A fingerprint of a protein can be obtained by a nuclear magnetic resonance (NMR) experiment with a given spectrometer frequency (input_MHz). The fingerprint will be a spectrum of intensities over the frequency range. In this project you should compute a simulated approximation of the NMR fingerprint of a protein. In particular you should try to reproduce Figure 5(b) in [1]. The approximate fingerprint of a protein should be computed based on data available for the chemical shifts of the H-atoms in the protein and coupling data for H-atoms inside amino acids. We will approximate the spectrum with the sum of a set of Lorentz lines.
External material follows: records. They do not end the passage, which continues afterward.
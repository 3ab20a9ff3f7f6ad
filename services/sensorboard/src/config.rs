//! Configuration types for the sensorboard service

use serde::{Deserialize, Serialize};
use std::path::Path;
use std::time::Duration;

/// Main configuration structure
#[derive(Debug, Clone, Default, Serialize, Deserialize)]
pub struct Config {
    #[serde(default)]
    pub backend: BackendConfig,
    #[serde(default)]
    pub polling: PollingConfig,
    #[serde(default)]
    pub dashboard: DashboardConfig,
}

impl Config {
    /// Reject settings the poller cannot run with
    pub fn validate(&self) -> crate::Result<()> {
        if self.polling.groups_interval_ms == 0 {
            return Err(crate::SensorboardError::Config(
                "groups_interval_ms must be greater than zero".to_string(),
            ));
        }
        if self.polling.sensors_interval_ms == 0 {
            return Err(crate::SensorboardError::Config(
                "sensors_interval_ms must be greater than zero".to_string(),
            ));
        }
        if let Err(e) = reqwest::Url::parse(&self.backend.base_url) {
            return Err(crate::SensorboardError::Config(format!(
                "Invalid backend base_url {:?}: {}",
                self.backend.base_url, e
            )));
        }
        Ok(())
    }
}

/// Where the group and sensor data comes from
#[derive(Debug, Clone, Serialize, Deserialize)]
pub struct BackendConfig {
    #[serde(default = "default_base_url")]
    pub base_url: String,
    /// Upper bound for a single request; unbounded when absent
    #[serde(default)]
    pub request_timeout_ms: Option<u64>,
}

impl Default for BackendConfig {
    fn default() -> Self {
        Self {
            base_url: default_base_url(),
            request_timeout_ms: None,
        }
    }
}

impl BackendConfig {
    pub fn request_timeout(&self) -> Option<Duration> {
        self.request_timeout_ms.map(Duration::from_millis)
    }
}

/// How sensor data is fetched and reconciled
#[derive(Debug, Clone, Copy, PartialEq, Eq, Serialize, Deserialize, clap::ValueEnum)]
#[serde(rename_all = "snake_case")]
pub enum Strategy {
    /// One sensor request per group, in-place keyed updates
    Keyed,
    /// One sensor request for all known groups, full list replacement
    Batched,
}

/// Polling timers
#[derive(Debug, Clone, Serialize, Deserialize)]
pub struct PollingConfig {
    #[serde(default = "default_strategy")]
    pub strategy: Strategy,
    #[serde(default = "default_interval_ms")]
    pub groups_interval_ms: u64,
    /// Only used by the batched strategy
    #[serde(default = "default_interval_ms")]
    pub sensors_interval_ms: u64,
}

impl Default for PollingConfig {
    fn default() -> Self {
        Self {
            strategy: default_strategy(),
            groups_interval_ms: default_interval_ms(),
            sensors_interval_ms: default_interval_ms(),
        }
    }
}

impl PollingConfig {
    pub fn groups_interval(&self) -> Duration {
        Duration::from_millis(self.groups_interval_ms)
    }

    pub fn sensors_interval(&self) -> Duration {
        Duration::from_millis(self.sensors_interval_ms)
    }
}

/// Dashboard configuration
#[derive(Debug, Clone, Serialize, Deserialize)]
pub struct DashboardConfig {
    #[serde(default = "default_true")]
    pub enabled: bool,
    #[serde(default = "default_dashboard_port")]
    pub port: u16,
}

impl Default for DashboardConfig {
    fn default() -> Self {
        Self {
            enabled: true,
            port: default_dashboard_port(),
        }
    }
}

fn default_base_url() -> String {
    "http://localhost:1323".to_string()
}

fn default_strategy() -> Strategy {
    Strategy::Batched
}

fn default_interval_ms() -> u64 {
    1000
}

fn default_true() -> bool {
    true
}

fn default_dashboard_port() -> u16 {
    11116
}

/// Load configuration from a JSON file
pub fn load_config(path: &Path) -> crate::Result<Config> {
    let content = std::fs::read_to_string(path).map_err(|e| {
        crate::SensorboardError::Config(format!("Failed to read config file {:?}: {}", path, e))
    })?;
    let config: Config = serde_json::from_str(&content)?;
    Ok(config)
}
//! Shared state: the view tree plus the poller's bookkeeping
//!
//! All reconciliation passes go through the `apply_*` methods here, so the
//! view is only ever mutated while the write lock is held.

use std::collections::HashMap;
use std::sync::Arc;

use tokio::sync::RwLock;

use crate::model::{EntityId, Group, Sensor, SensorBatch};
use crate::reconcile::{batched, keyed, Patch, PatchSummary};
use crate::view::ViewTree;

/// A stream of requests writing the same part of the view
#[derive(Debug, Clone, PartialEq, Eq, Hash)]
pub enum Lineage {
    Groups,
    GroupSensors(EntityId),
    SensorBatch,
}

/// Outcome of applying a sensor batch
#[derive(Debug, Clone, Default, PartialEq)]
pub struct BatchOutcome {
    pub summary: PatchSummary,
    /// Groups in the batch that were skipped because they are not rendered
    pub skipped: Vec<EntityId>,
}

/// State shared by the poller and the dashboard
#[derive(Debug, Default)]
pub struct SharedState {
    view: ViewTree,
    known_group_ids: Vec<EntityId>,
    applied: HashMap<Lineage, u64>,
}

impl SharedState {
    pub fn new() -> Self {
        Self::default()
    }

    pub fn view(&self) -> &ViewTree {
        &self.view
    }

    /// Group ids of the latest successful groups fetch
    pub fn known_group_ids(&self) -> &[EntityId] {
        &self.known_group_ids
    }

    /// Run `pass` for a response of `lineage` taken at `sequence`.
    ///
    /// Returns `Ok(None)` without running the pass when a newer response of
    /// the same lineage has already been applied. The sequence is recorded
    /// only when the pass succeeds.
    pub fn apply_fresh<T>(
        &mut self,
        lineage: Lineage,
        sequence: u64,
        pass: impl FnOnce(&mut Self) -> crate::Result<T>,
    ) -> crate::Result<Option<T>> {
        if matches!(self.applied.get(&lineage), Some(&last) if last >= sequence) {
            return Ok(None);
        }
        let outcome = pass(self)?;
        self.applied.insert(lineage, sequence);
        Ok(Some(outcome))
    }

    /// Keyed pass over the group list
    pub fn apply_keyed_groups(&mut self, groups: &[Group]) -> crate::Result<PatchSummary> {
        let patches = keyed::reconcile_groups(&self.view, groups);
        self.commit(&patches)?;
        self.known_group_ids = groups.iter().map(|g| g.group_id.clone()).collect();

        let view = &self.view;
        self.applied.retain(|lineage, _| match lineage {
            Lineage::GroupSensors(id) => view.group(id).is_some(),
            _ => true,
        });
        Ok(PatchSummary::of(&patches))
    }

    /// Keyed pass over one group's sensor list
    pub fn apply_keyed_sensors(
        &mut self,
        group_id: &EntityId,
        sensors: &[Sensor],
    ) -> crate::Result<PatchSummary> {
        let patches = keyed::reconcile_sensors(&self.view, group_id, sensors)?;
        self.commit(&patches)?;
        Ok(PatchSummary::of(&patches))
    }

    /// Batched pass over the group list: adds new groups only
    pub fn apply_batched_groups(&mut self, groups: &[Group]) -> crate::Result<PatchSummary> {
        let patches = batched::reconcile_groups(&self.view, groups);
        self.commit(&patches)?;
        self.known_group_ids = groups.iter().map(|g| g.group_id.clone()).collect();
        Ok(PatchSummary::of(&patches))
    }

    /// Batched pass over sensor lists: replaces every rendered list in `batch`
    pub fn apply_sensor_batch(&mut self, batch: &SensorBatch) -> crate::Result<BatchOutcome> {
        let plan = batched::reconcile_sensor_batch(&self.view, batch);
        self.commit(&plan.patches)?;
        Ok(BatchOutcome {
            summary: PatchSummary::of(&plan.patches),
            skipped: plan.missing,
        })
    }

    fn commit(&mut self, patches: &[Patch]) -> crate::Result<()> {
        for patch in patches {
            if let Err(e) = self.view.apply(patch) {
                tracing::warn!(
                    "Patch for group '{}' could not be applied: {}",
                    patch.group_id(),
                    e
                );
                return Err(e);
            }
        }
        Ok(())
    }
}

/// Thread-safe shared state handle
pub type StateHandle = Arc<RwLock<SharedState>>;

pub fn new_state_handle() -> StateHandle {
    Arc::new(RwLock::new(SharedState::new()))
}
//! Web dashboard rendering the current view tree as HTML and JSON

use std::time::Duration;

use axum::extract::State;
use axum::response::{Html, IntoResponse};
use axum::routing::get;
use axum::Router;
use tower_http::cors::CorsLayer;

use crate::state::StateHandle;
use crate::view::ViewTree;

/// Dashboard application state
#[derive(Clone)]
pub struct DashboardState {
    pub state: StateHandle,
    /// How often the page pulls `/api/view`
    pub refresh: Duration,
}

/// Build the dashboard axum router. The served page re-reads the view every
/// `refresh` and patches its elements by id.
pub fn build_router(state: StateHandle, refresh: Duration) -> Router {
    let dashboard_state = DashboardState { state, refresh };

    Router::new()
        .route("/", get(index_handler))
        .route("/api/view", get(view_handler))
        .route("/health", get(health_handler))
        .layer(CorsLayer::permissive())
        .with_state(dashboard_state)
}

/// Render the page body for `view`. Element ids follow the keys of the tree:
/// `groups` container, `group-<id>` sections, `sensors-<id>` lists and
/// `sensor-<id>` items.
pub fn render_groups(view: &ViewTree) -> String {
    let groups: String = view
        .groups()
        .iter()
        .map(|group| {
            let items: String = group
                .sensors
                .items
                .iter()
                .map(|item| {
                    format!(
                        r#"<li id="{}">{}</li>"#,
                        escape_html(&item.key),
                        escape_html(&item.text)
                    )
                })
                .collect();
            format!(
                r#"<div id="{}" class="group"><h2>{}</h2><ul id="{}">{}</ul></div>"#,
                escape_html(&group.key),
                escape_html(&group.heading),
                escape_html(&group.sensors.key),
                items
            )
        })
        .collect();

    format!(r#"<div id="groups">{}</div>"#, groups)
}

// Mirrors the element contract of `render_groups`: existing elements are
// updated in place, new ones appended, and ones missing from the view removed.
const REFRESH_SCRIPT: &str = r#"
        function syncChildren(parent, wanted, create, update) {
            const keep = new Set(wanted.map(w => w.key));
            Array.from(parent.children).forEach(el => {
                if (!keep.has(el.id)) el.remove();
            });
            wanted.forEach(w => {
                let el = document.getElementById(w.key);
                if (!el) {
                    el = create(w);
                    parent.appendChild(el);
                }
                update(el, w);
            });
        }

        function createGroup(g) {
            const div = document.createElement('div');
            div.id = g.key;
            div.className = 'group';
            div.appendChild(document.createElement('h2'));
            const ul = document.createElement('ul');
            ul.id = g.sensors.key;
            div.appendChild(ul);
            return div;
        }

        function updateGroup(div, g) {
            const heading = div.querySelector('h2');
            if (heading.textContent !== g.heading) heading.textContent = g.heading;
            syncChildren(div.querySelector('ul'), g.sensors.items, createItem, updateItem);
        }

        function createItem(item) {
            const li = document.createElement('li');
            li.id = item.key;
            return li;
        }

        function updateItem(li, item) {
            if (li.textContent !== item.text) li.textContent = item.text;
        }

        function refreshView() {
            fetch('/api/view')
                .then(r => r.json())
                .then(view => {
                    const container = document.getElementById('groups');
                    syncChildren(container, view.groups, createGroup, updateGroup);
                })
                .catch(() => {});
        }
"#;

fn escape_html(text: &str) -> String {
    let mut escaped = String::with_capacity(text.len());
    for c in text.chars() {
        match c {
            '&' => escaped.push_str("&amp;"),
            '<' => escaped.push_str("&lt;"),
            '>' => escaped.push_str("&gt;"),
            '"' => escaped.push_str("&quot;"),
            '\'' => escaped.push_str("&#39;"),
            _ => escaped.push(c),
        }
    }
    escaped
}

async fn index_handler(State(dashboard): State<DashboardState>) -> impl IntoResponse {
    let body = render_groups(dashboard.state.read().await.view());

    let html = format!(
        r#"<!DOCTYPE html>
<html>
<head>
    <meta charset="utf-8">
    <meta name="viewport" content="width=device-width, initial-scale=1">
    <title>Sensor Dashboard</title>
    <script>{script}
        setInterval(refreshView, {refresh_ms});
    </script>
</head>
<body>
    <h1>Sensor Dashboard</h1>
    {body}
</body>
</html>"#,
        script = REFRESH_SCRIPT,
        refresh_ms = dashboard.refresh.as_millis(),
        body = body,
    );

    Html(html)
}

async fn view_handler(State(dashboard): State<DashboardState>) -> impl IntoResponse {
    let state = dashboard.state.read().await;
    axum::Json(state.view().clone())
}

async fn health_handler() -> impl IntoResponse {
    "OK"
}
Protein molecules consist of one or more chains of amino acid residues. In the mandatory part of this project we will only consider proteins with one chain. Each amino acid in such a chain is identified by a a unique Seq_ID, an integer starting with one for the first amino acid in the sequence. The amino type is identified by Comp_ID (three letter abbreviation). Each atom in an amino acid has again a unique Atom_ID, where the first character is the atom type (i.e. in this project always H).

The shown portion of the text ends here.